■ ACTION ITEM
Search the data for the word "epsilon". Reproduce every line where it is found.
□ □ □ □
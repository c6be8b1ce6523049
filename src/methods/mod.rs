//! Time-stepping methods and their stability functions
//!
//! This module contains every method the stability analysis can examine,
//! each one exposing its absolute-stability function through the
//! [`StabilityFunction`] trait.
//!
//! # Available Families
//!
//! - **[`StabilityPolynomial`]**: explicit methods given directly by R(z)
//!   - Evaluation: Horner's rule
//!   - Use: Taylor methods, explicit RK with s ≤ 4 stages
//!
//! - **[`RationalStability`]**: implicit methods, R(z) = N(z)/D(z)
//!   - Evaluation: two Horner passes and a complex division
//!   - Use: Padé approximants (backward Euler, trapezoidal, Gauss, Radau)
//!
//! - **[`ButcherTableau`]**: any Runge-Kutta method given by (A, b, c)
//!   - Evaluation: R(z) = 1 + z·bᵀ(I − zA)⁻¹e
//!   - Use: methods known only by their coefficients
//!
//! - **[`ChebyshevFamily`]**: Runge-Kutta-Chebyshev with s stages and damping ε
//!   - Evaluation: stage recurrence
//!   - Use: diffusion-dominated problems, long real stability intervals
//!
//! # The `Method` Union
//!
//! [`Method`] gathers the families into one closed type, so a method can be
//! stored, cloned and selected by name without boxing:
//!
//! ```rust
//! use num_complex::Complex64;
//! use stab_rs::methods::{Method, StabilityFunction};
//!
//! let rk4 = Method::by_name("rk4").unwrap();
//! let rkc = Method::chebyshev(10, 0.05).unwrap();
//!
//! for method in [&rk4, &rkc] {
//!     assert_eq!(method.evaluate(Complex64::new(0.0, 0.0)), Complex64::new(1.0, 0.0));
//! }
//! ```

pub mod traits;
pub mod polynomial;
pub mod rational;
pub mod tableau;
pub mod chebyshev;

pub use traits::StabilityFunction;
pub use polynomial::StabilityPolynomial;
pub use rational::RationalStability;
pub use tableau::ButcherTableau;
pub use chebyshev::{ChebyshevFamily, ChebyshevOrder};

use num_complex::Complex64;

use crate::error::ConfigurationError;

// =================================================================================================
// Method
// =================================================================================================

/// Immutable description of a time-stepping method
///
/// Built once from a name or parameters, read-only afterwards.
#[derive(Debug, Clone, PartialEq)]
pub enum Method {
    /// Explicit method given by its stability polynomial
    Polynomial(StabilityPolynomial),

    /// Implicit method given by a rational stability function
    Rational(RationalStability),

    /// Runge-Kutta method given by its Butcher tableau
    RungeKutta(ButcherTableau),

    /// Runge-Kutta-Chebyshev family member
    Chebyshev(ChebyshevFamily),
}

impl Method {
    /// Names understood by [`Method::by_name`]
    pub const NAMES: &'static [&'static str] = &[
        "forward_euler",
        "explicit_midpoint",
        "ssp_rk3",
        "classical_rk4",
        "backward_euler",
        "trapezoidal",
        "implicit_midpoint",
    ];

    /// Look up a classical method by name
    ///
    /// Matching is case-insensitive and treats `-` like `_`.
    ///
    /// | Name                               | Method                 |
    /// |------------------------------------|------------------------|
    /// | `forward_euler`, `fe`              | R(z) = 1 + z           |
    /// | `explicit_midpoint`                | 2-stage, order 2       |
    /// | `ssp_rk3`, `ssprk33`               | Shu-Osher SSP RK3      |
    /// | `classical_rk4`, `rk4`, `rk44`     | Kutta's RK4            |
    /// | `backward_euler`, `be`             | Padé (0, 1)            |
    /// | `trapezoidal`, `crank_nicolson`    | Padé (1, 1)            |
    /// | `implicit_midpoint`                | 1-stage Gauss          |
    ///
    /// # Errors
    ///
    /// `UnknownMethod` for any other name.
    pub fn by_name(name: &str) -> Result<Self, ConfigurationError> {
        let key = name.trim().to_ascii_lowercase().replace('-', "_");

        let method = match key.as_str() {
            "forward_euler" | "fe" => Method::RungeKutta(ButcherTableau::forward_euler()),
            "explicit_midpoint" => Method::RungeKutta(ButcherTableau::explicit_midpoint()),
            "ssp_rk3" | "ssprk33" => Method::RungeKutta(ButcherTableau::ssp_rk3()),
            "classical_rk4" | "rk4" | "rk44" => Method::RungeKutta(ButcherTableau::classical_rk4()),
            "backward_euler" | "be" => Method::RungeKutta(ButcherTableau::backward_euler()),
            "trapezoidal" | "crank_nicolson" => Method::Rational(RationalStability::named(
                vec![1.0, 0.5],
                vec![1.0, -0.5],
                "Trapezoidal",
            )?),
            "implicit_midpoint" => Method::RungeKutta(ButcherTableau::implicit_midpoint()),
            _ => {
                return Err(ConfigurationError::UnknownMethod {
                    name: name.to_string(),
                });
            }
        };

        Ok(method)
    }

    /// Forward Euler
    pub fn forward_euler() -> Self {
        Method::RungeKutta(ButcherTableau::forward_euler())
    }

    /// Classical four-stage Runge-Kutta
    pub fn classical_rk4() -> Self {
        Method::RungeKutta(ButcherTableau::classical_rk4())
    }

    /// Truncated exponential of the given order
    pub fn taylor(order: usize) -> Result<Self, ConfigurationError> {
        Ok(Method::Polynomial(StabilityPolynomial::taylor(order)?))
    }

    /// (p, q) Padé approximant of exp(z)
    pub fn pade(p: usize, q: usize) -> Result<Self, ConfigurationError> {
        Ok(Method::Rational(RationalStability::pade(p, q)?))
    }

    /// Stability polynomial from ascending coefficients
    pub fn polynomial(coefficients: Vec<f64>) -> Result<Self, ConfigurationError> {
        Ok(Method::Polynomial(StabilityPolynomial::new(coefficients)?))
    }

    /// Rational stability function from ascending coefficients
    pub fn rational(numerator: Vec<f64>, denominator: Vec<f64>) -> Result<Self, ConfigurationError> {
        Ok(Method::Rational(RationalStability::new(numerator, denominator)?))
    }

    /// Runge-Kutta method from its tableau
    pub fn runge_kutta(tableau: ButcherTableau) -> Self {
        Method::RungeKutta(tableau)
    }

    /// First-order Runge-Kutta-Chebyshev (RKC1)
    ///
    /// # Errors
    ///
    /// `InvalidStageCount` for `stages == 0`, `InvalidDamping` for a
    /// negative or non-finite `damping`.
    pub fn chebyshev(stages: usize, damping: f64) -> Result<Self, ConfigurationError> {
        Ok(Method::Chebyshev(ChebyshevFamily::new(stages, damping, ChebyshevOrder::First)?))
    }

    /// Second-order Runge-Kutta-Chebyshev (RKC2), `stages >= 2`
    pub fn chebyshev_second_order(stages: usize, damping: f64) -> Result<Self, ConfigurationError> {
        Ok(Method::Chebyshev(ChebyshevFamily::new(stages, damping, ChebyshevOrder::Second)?))
    }

    /// The method as a trait object
    fn inner(&self) -> &dyn StabilityFunction {
        match self {
            Method::Polynomial(p) => p,
            Method::Rational(r) => r,
            Method::RungeKutta(t) => t,
            Method::Chebyshev(c) => c,
        }
    }
}

impl StabilityFunction for Method {
    fn evaluate(&self, z: Complex64) -> Complex64 {
        self.inner().evaluate(z)
    }

    fn amplification(&self, z: Complex64) -> f64 {
        self.inner().amplification(z)
    }

    fn name(&self) -> &str {
        self.inner().name()
    }

    fn stages(&self) -> Option<usize> {
        self.inner().stages()
    }

    fn is_explicit(&self) -> bool {
        self.inner().is_explicit()
    }
}

impl From<StabilityPolynomial> for Method {
    fn from(p: StabilityPolynomial) -> Self {
        Method::Polynomial(p)
    }
}

impl From<RationalStability> for Method {
    fn from(r: RationalStability) -> Self {
        Method::Rational(r)
    }
}

impl From<ButcherTableau> for Method {
    fn from(t: ButcherTableau) -> Self {
        Method::RungeKutta(t)
    }
}

impl From<ChebyshevFamily> for Method {
    fn from(c: ChebyshevFamily) -> Self {
        Method::Chebyshev(c)
    }
}

// =================================================================================================
// Tests
// =================================================================================================

#[cfg(test)]
mod tests {
    use super::*;
    use approx::assert_relative_eq;

    #[test]
    fn test_every_listed_name_resolves() {
        for name in Method::NAMES {
            let method = Method::by_name(name).unwrap();
            let r0 = method.evaluate(Complex64::new(0.0, 0.0));
            assert_relative_eq!(r0.re, 1.0, epsilon = 1e-14);
            assert_relative_eq!(r0.im, 0.0, epsilon = 1e-14);
        }
    }

    #[test]
    fn test_aliases() {
        let z = Complex64::new(-1.3, 0.4);
        let rk4 = Method::by_name("classical_rk4").unwrap();
        for alias in ["rk4", "RK44", "Classical-RK4"] {
            let other = Method::by_name(alias).unwrap();
            assert_eq!(other.evaluate(z), rk4.evaluate(z));
        }
        assert!(Method::by_name("crank_nicolson").is_ok());
        assert!(Method::by_name("be").is_ok());
    }

    #[test]
    fn test_unknown_name() {
        let err = Method::by_name("leapfrog").unwrap_err();
        assert_eq!(err, ConfigurationError::UnknownMethod { name: "leapfrog".to_string() });
    }

    #[test]
    fn test_rk4_tableau_matches_taylor() {
        let tableau = Method::classical_rk4();
        let taylor = Method::taylor(4).unwrap();
        let z = Complex64::new(-2.1, 1.7);
        assert!((tableau.evaluate(z) - taylor.evaluate(z)).norm() < 1e-13);
    }

    #[test]
    fn test_trapezoidal_matches_pade() {
        let named = Method::by_name("trapezoidal").unwrap();
        let pade = Method::pade(1, 1).unwrap();
        let z = Complex64::new(-3.0, 2.0);
        assert!((named.evaluate(z) - pade.evaluate(z)).norm() < 1e-14);
        assert!(!named.is_explicit());
    }

    #[test]
    fn test_chebyshev_constructors() {
        let rkc1 = Method::chebyshev(10, 0.05).unwrap();
        assert_eq!(rkc1.stages(), Some(10));
        assert!(rkc1.name().starts_with("RKC1"));

        let rkc2 = Method::chebyshev_second_order(5, 0.0).unwrap();
        assert!(rkc2.name().starts_with("RKC2"));

        assert!(matches!(
            Method::chebyshev(0, 0.0),
            Err(ConfigurationError::InvalidStageCount { .. })
        ));
        assert!(matches!(
            Method::chebyshev(4, -1.0),
            Err(ConfigurationError::InvalidDamping { .. })
        ));
    }

    #[test]
    fn test_from_conversions() {
        let method: Method = StabilityPolynomial::taylor(2).unwrap().into();
        assert!(matches!(method, Method::Polynomial(_)));

        let method: Method = ButcherTableau::ssp_rk3().into();
        assert_eq!(method.stages(), Some(3));
    }
}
□ □ □ □
■ TASK RESULT
            assert_relative_eq!(r0.re, 1.0, epsilon = 1e-14);
            assert_relative_eq!(r0.im, 0.0, epsilon = 1e-14);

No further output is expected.